Supplied records |
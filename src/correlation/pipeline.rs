//! One-shot Correlation Run
//!
//! Ties extraction, series parsing, alignment and report writing together.

use std::fs;
use std::path::{Path, PathBuf};

use log::info;

use super::aligner::align_events;
use super::report::{write_events_csv, write_summary};
use crate::config::CorrelationConfig;
use crate::error::{CorrelateError, Result};
use crate::parsing::{extract_events, parse_resource_series};

/// File name of the joined event table.
pub const EVENTS_CSV: &str = "events.csv";

/// File name of the run summary.
pub const SUMMARY_TXT: &str = "summary.txt";

/// Input and output locations for one run.
#[derive(Debug, Clone)]
pub struct RunOptions {
    /// Task output log (may not exist)
    pub log_path: PathBuf,
    /// Remora output directory (may not exist)
    pub remora_dir: PathBuf,
    /// Output directory, created if absent
    pub out_dir: PathBuf,
}

/// What a run produced.
#[derive(Debug, Clone)]
pub struct RunOutputs {
    pub events_csv: PathBuf,
    pub summary_txt: PathBuf,
    pub event_count: usize,
    pub series_keys: Vec<String>,
}

/// Runs the full pipeline and writes both output files.
///
/// Missing inputs produce empty results. Only output failures and
/// unreadable existing inputs are errors.
pub fn run(options: &RunOptions, config: &CorrelationConfig) -> Result<RunOutputs> {
    ensure_out_dir(&options.out_dir)?;

    let events = extract_events(&options.log_path, config)?;
    let series = parse_resource_series(&options.remora_dir, config)?;

    let aligned = align_events(&events, &series, config);

    let events_csv = options.out_dir.join(EVENTS_CSV);
    write_events_csv(&events_csv, &aligned)?;

    let summary_txt = options.out_dir.join(SUMMARY_TXT);
    write_summary(&summary_txt, events.len(), &series)?;

    info!(
        "Correlated {} events against {} series",
        events.len(),
        series.len()
    );

    Ok(RunOutputs {
        events_csv,
        summary_txt,
        event_count: events.len(),
        series_keys: series.keys().map(str::to_string).collect(),
    })
}

fn ensure_out_dir(dir: &Path) -> Result<()> {
    fs::create_dir_all(dir)
        .map_err(|e| CorrelateError::io("Failed to create output directory", dir, e))
}

#[cfg(test)]
mod tests {
    use super::*;
    use tempfile::tempdir;

    #[test]
    fn test_run_creates_nested_out_dir() {
        let temp_dir = tempdir().unwrap();
        let options = RunOptions {
            log_path: temp_dir.path().join("missing.log"),
            remora_dir: temp_dir.path().join("missing_remora"),
            out_dir: temp_dir.path().join("a").join("b"),
        };

        let outputs = run(&options, &CorrelationConfig::default()).unwrap();

        assert!(outputs.events_csv.exists());
        assert!(outputs.summary_txt.exists());
        assert_eq!(outputs.event_count, 0);
        assert!(outputs.series_keys.is_empty());
    }

    #[test]
    fn test_run_fails_when_out_dir_is_a_file() {
        let temp_dir = tempdir().unwrap();
        let blocker = temp_dir.path().join("out");
        fs::write(&blocker, "not a directory").unwrap();

        let options = RunOptions {
            log_path: temp_dir.path().join("missing.log"),
            remora_dir: temp_dir.path().join("missing_remora"),
            out_dir: blocker,
        };

        let result = run(&options, &CorrelationConfig::default());
        assert!(matches!(result, Err(CorrelateError::Io { .. })));
    }
}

What you have to do | Taking the records as a whole, report how many of their lines include the word "parsing". Nothing but the number is wanted.

Solution for this problem | 2